■ **Assignment**
Scan the records for "tests". Report each line that includes it.

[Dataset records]
──────

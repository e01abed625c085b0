// Copyright (c) 2025 Dimitris Kafetzis
//
// Licensed under the MIT License.
// See LICENSE file in the project root for full license information.
//
// SPDX-License-Identifier: MIT

//! Integration tests: executors, pipelines and the frame loop end to end.
//!
//! These tests bring networks up through the full stack (manifest →
//! descriptor file → executor → execution objects → pipelines) on the
//! software driver, and drive the same steady-state loops an application
//! would.

use net_format::{NetManifest, DEFAULT_LAYERS_GROUP};
use offload_engine::{
    api_version, AcceleratorDriver, Configuration, DeviceKind, EngineError,
    ExecutionObjectPipeline, Executor, SoftDriver, SoftTopology,
};
use std::path::Path;
use std::sync::Arc;

// ── Helpers ────────────────────────────────────────────────────

fn soft_driver(dsp_units: u8, npu_units: u8) -> Arc<dyn AcceleratorDriver> {
    Arc::new(SoftDriver::with_topology(SoftTopology {
        dsp_units: dsp_units.into(),
        npu_units: npu_units.into(),
        ..Default::default()
    }))
}

/// Writes a manifest's artifacts into `dir` and points a fresh
/// configuration at them.
fn write_net(dir: &Path, manifest: NetManifest) -> Configuration {
    let (descriptor, weights) = manifest.build().unwrap();
    let network_file = dir.join("net.bin");
    let weights_file = dir.join("net.params");
    descriptor.write_file(&network_file).unwrap();
    std::fs::write(&weights_file, &weights).unwrap();
    Configuration {
        network_file,
        weights_file,
        ..Default::default()
    }
}

fn frame_pattern(frame: u32, len: usize) -> Vec<u8> {
    (0..len).map(|i| (frame as usize * 31 + i * 7) as u8).collect()
}

fn argmax(bytes: &[u8]) -> usize {
    let mut best = 0;
    for (i, &b) in bytes.iter().enumerate() {
        if b > bytes[best] {
            best = i;
        }
    }
    best
}

// ── Executor construction ──────────────────────────────────────

#[test]
fn test_executor_yields_one_eo_per_unit() {
    let dir = tempfile::tempdir().unwrap();
    let config = write_net(dir.path(), NetManifest::identity_chain("id", 2, 8, 8, 1));

    for units in [&[0u8][..], &[0, 1][..]] {
        let executor = Executor::new(
            soft_driver(2, 2),
            DeviceKind::Dsp,
            units,
            &config,
            DEFAULT_LAYERS_GROUP,
        )
        .unwrap();
        assert_eq!(executor.num_execution_objects(), units.len());
        assert!(executor.execution_object(units.len()).is_none());
    }
}

#[test]
fn test_failed_setup_never_yields_an_executor() {
    let dir = tempfile::tempdir().unwrap();
    let mut config = write_net(dir.path(), NetManifest::identity_chain("id", 2, 8, 8, 1));
    // Enough heap to pass configure, too little for the group's layer
    // parameters at setup.
    config.param_heap_bytes = Some(1040);

    let err = Executor::new(
        soft_driver(1, 1),
        DeviceKind::Dsp,
        &[0],
        &config,
        DEFAULT_LAYERS_GROUP,
    )
    .unwrap_err();
    assert!(matches!(err, EngineError::DeviceReported { .. }));
}

#[test]
fn test_num_devices_is_zero_on_bare_platform() {
    let bare: Arc<dyn AcceleratorDriver> = Arc::new(SoftDriver::with_topology(SoftTopology::none()));
    assert_eq!(Executor::num_devices(bare.as_ref(), DeviceKind::Dsp), 0);
    assert_eq!(Executor::num_devices(bare.as_ref(), DeviceKind::Npu), 0);
}

// ── Wait-before-start ──────────────────────────────────────────

#[test]
fn test_wait_without_start_is_a_noop() {
    let dir = tempfile::tempdir().unwrap();
    let config = write_net(dir.path(), NetManifest::identity_chain("id", 1, 4, 4, 1));
    let executor = Executor::new(
        soft_driver(1, 1),
        DeviceKind::Npu,
        &[0],
        &config,
        DEFAULT_LAYERS_GROUP,
    )
    .unwrap();

    let handle = executor.execution_object(0).unwrap();
    {
        let mut eo = handle.lock();
        assert!(!eo.process_frame_wait().unwrap());
        assert!(!eo.process_frame_wait().unwrap());
    }

    let mut eop = ExecutionObjectPipeline::new(vec![handle], executor.pool()).unwrap();
    assert!(!eop.process_frame_wait().unwrap());

    // The no-op waits left everything usable.
    eop.input_buffer().fill(1);
    eop.process_frame_start_async().unwrap();
    assert!(eop.process_frame_wait().unwrap());
    assert_eq!(eop.output_buffer().to_vec(), vec![1u8; 16]);
}

// ── Frame round trips ──────────────────────────────────────────

#[test]
fn test_identity_round_trip_through_executor() {
    let dir = tempfile::tempdir().unwrap();
    let config = write_net(dir.path(), NetManifest::identity_chain("id", 3, 16, 16, 1));
    let executor = Executor::new(
        soft_driver(1, 1),
        DeviceKind::Npu,
        &[0],
        &config,
        DEFAULT_LAYERS_GROUP,
    )
    .unwrap();

    let handle = executor.execution_object(0).unwrap();
    let mut eo = handle.lock();
    let pattern = frame_pattern(0, eo.input_size_bytes());
    eo.input_buffer().write().copy_from_slice(&pattern);
    eo.process_frame_start_async().unwrap();
    assert!(eo.process_frame_wait().unwrap());
    assert_eq!(eo.output_buffer().to_vec(), pattern);
    assert!(eo.process_cycles() > 0);
}

#[test]
fn test_two_class_chain_aggregates_stage_times() {
    let dir = tempfile::tempdir().unwrap();
    let manifest = NetManifest::classifier("clf", 8, 8, 1, 10).with_groups(&[1, 2]);
    let config = write_net(dir.path(), manifest);

    let driver = soft_driver(1, 1);
    let front = Executor::new(Arc::clone(&driver), DeviceKind::Npu, &[0], &config, 1).unwrap();
    let back = Executor::new(Arc::clone(&driver), DeviceKind::Dsp, &[0], &config, 2).unwrap();

    let mut eop = ExecutionObjectPipeline::new(
        vec![
            front.execution_object(0).unwrap(),
            back.execution_object(0).unwrap(),
        ],
        front.pool(),
    )
    .unwrap();
    assert_eq!(eop.input_size_bytes(), 64);
    assert_eq!(eop.output_size_bytes(), 10);
    assert_eq!(eop.device_name(), "npu0+dsp0");

    eop.input_buffer().fill(128);
    eop.process_frame_start_async().unwrap();
    assert!(eop.process_frame_wait().unwrap());

    // The chain's wait exposes the final stage's output.
    let direct = {
        let full = Executor::new(
            soft_driver(1, 1),
            DeviceKind::Npu,
            &[0],
            &{
                let mut c = config.clone();
                c.run_full_net = true;
                c
            },
            DEFAULT_LAYERS_GROUP,
        )
        .unwrap();
        let handle = full.execution_object(0).unwrap();
        let mut eo = handle.lock();
        eo.input_buffer().fill(128);
        eo.process_frame_start_async().unwrap();
        eo.process_frame_wait().unwrap();
        eo.output_buffer().to_vec()
    };
    assert_eq!(eop.output_buffer().to_vec(), direct);

    let total = eop.process_time_ms();
    let max_stage = eop
        .stage_times_ms()
        .iter()
        .fold(0.0f64, |a, &b| a.max(b));
    assert!(total >= max_stage);
    let sum: f64 = eop.stage_times_ms().iter().sum();
    assert!((total - sum).abs() < f64::EPSILON);
}

// ── Double-buffered steady state ───────────────────────────────

#[test]
fn test_double_buffered_loop_emits_every_frame_once() {
    let dir = tempfile::tempdir().unwrap();
    let config = write_net(dir.path(), NetManifest::identity_chain("id", 1, 4, 4, 1));
    let executor = Executor::new(
        soft_driver(1, 2),
        DeviceKind::Npu,
        &[0, 1],
        &config,
        DEFAULT_LAYERS_GROUP,
    )
    .unwrap();

    // Two units, buffer factor two: four pipelines, pairs sharing a
    // unit's execution object.
    let buffer_factor = 2;
    let mut eops = Vec::new();
    for i in 0..executor.num_execution_objects() * buffer_factor {
        let eo = executor
            .execution_object(i % executor.num_execution_objects())
            .unwrap();
        eops.push(ExecutionObjectPipeline::new(vec![eo], executor.pool()).unwrap());
    }
    let num_eops = eops.len();
    assert_eq!(num_eops, 4);

    let num_frames = 8usize;
    let frame_bytes = eops[0].input_size_bytes();
    let mut emitted = Vec::new();

    for i in 0..num_frames + num_eops {
        let eop = &mut eops[i % num_eops];

        if eop.process_frame_wait().unwrap() {
            let frame = eop.frame_index();
            assert_eq!(
                eop.output_buffer().to_vec(),
                frame_pattern(frame, frame_bytes),
                "frame {frame} came back corrupted"
            );
            emitted.push(frame);
        }

        if i < num_frames {
            let frame = i as u32;
            eop.set_frame_index(frame);
            eop.input_buffer()
                .write()
                .copy_from_slice(&frame_pattern(frame, frame_bytes));
            eop.process_frame_start_async().unwrap();
        }
    }

    let expected: Vec<u32> = (0..num_frames as u32).collect();
    assert_eq!(emitted, expected);
}

// ── Classifier scenario ────────────────────────────────────────

#[test]
fn test_classifier_28x28_to_10_classes() {
    let dir = tempfile::tempdir().unwrap();
    let config = write_net(dir.path(), NetManifest::classifier("mnist", 28, 28, 1, 10));
    let executor = Executor::new(
        soft_driver(1, 1),
        DeviceKind::Npu,
        &[0],
        &config,
        DEFAULT_LAYERS_GROUP,
    )
    .unwrap();

    let handle = executor.execution_object(0).unwrap();
    let mut eo = handle.lock();
    assert_eq!(eo.input_size_bytes(), 28 * 28);
    assert_eq!(eo.output_size_bytes(), 10);

    // All-zero frame: the output is still a well-formed score vector.
    eo.input_buffer().fill(0);
    eo.process_frame_start_async().unwrap();
    assert!(eo.process_frame_wait().unwrap());
    let scores = eo.output_buffer().to_vec();
    assert_eq!(scores.len(), 10);
    let winner = argmax(&scores);
    assert!(winner < 10);
    assert!(scores.iter().all(|&s| s <= scores[winner]));

    // Same frame twice: scores are deterministic.
    eo.input_buffer().fill(200);
    eo.process_frame_start_async().unwrap();
    assert!(eo.process_frame_wait().unwrap());
    let first = eo.output_buffer().to_vec();
    eo.process_frame_start_async().unwrap();
    assert!(eo.process_frame_wait().unwrap());
    assert_eq!(eo.output_buffer().to_vec(), first);
}

// ── Layer trace and timestamps ─────────────────────────────────

#[test]
fn test_layer_trace_via_configuration() {
    let dir = tempfile::tempdir().unwrap();
    let mut config = write_net(dir.path(), NetManifest::identity_chain("id", 2, 4, 4, 1));
    config.enable_layer_trace = true;

    let executor = Executor::new(
        soft_driver(1, 1),
        DeviceKind::Npu,
        &[0],
        &config,
        DEFAULT_LAYERS_GROUP,
    )
    .unwrap();
    let handle = executor.execution_object(0).unwrap();
    let mut eo = handle.lock();

    eo.input_buffer().fill(6);
    eo.process_frame_start_async().unwrap();
    assert!(eo.process_frame_wait().unwrap());

    let outputs = eo.layer_outputs().unwrap();
    assert_eq!(outputs.len(), 2);
    for out in &outputs {
        assert_eq!(out.dims.byte_len(), 16);
        assert_eq!(out.bytes, vec![6u8; 16]);
    }

    let trace_dir = dir.path().join("trace");
    assert_eq!(eo.write_layer_outputs_to_files(&trace_dir).unwrap(), 2);
}

#[test]
fn test_api_timestamps_written_as_csv() {
    let dir = tempfile::tempdir().unwrap();
    let mut config = write_net(dir.path(), NetManifest::identity_chain("id", 1, 4, 4, 1));
    config.enable_api_timestamps = true;

    let executor = Executor::new(
        soft_driver(1, 1),
        DeviceKind::Npu,
        &[0],
        &config,
        DEFAULT_LAYERS_GROUP,
    )
    .unwrap();
    let mut eop = ExecutionObjectPipeline::new(
        vec![executor.execution_object(0).unwrap()],
        executor.pool(),
    )
    .unwrap();

    eop.set_frame_index(2);
    eop.input_buffer().fill(1);
    eop.process_frame_start_async().unwrap();
    assert!(eop.process_frame_wait().unwrap());

    let csv = dir.path().join("stamps.csv");
    offload_engine::timestamp::write_csv(&csv).unwrap();
    let text = std::fs::read_to_string(&csv).unwrap();
    assert!(text.contains("2,eop:PFSA:Start,"));
    assert!(text.contains("2,eop:PFW:End,"));
    assert!(text.lines().any(|l| l.contains("eo1:PFSA:")));
}

// ── Version string ─────────────────────────────────────────────

#[test]
fn test_api_version_shape() {
    let version = api_version();
    assert_eq!(version.split('.').count(), 4);
    assert!(version.starts_with("1.3.0."));
}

──────

■ **Finished exercise**
//! Integration tests: executors, pipelines and the frame loop end to end.
//! These tests bring networks up through the full stack (manifest →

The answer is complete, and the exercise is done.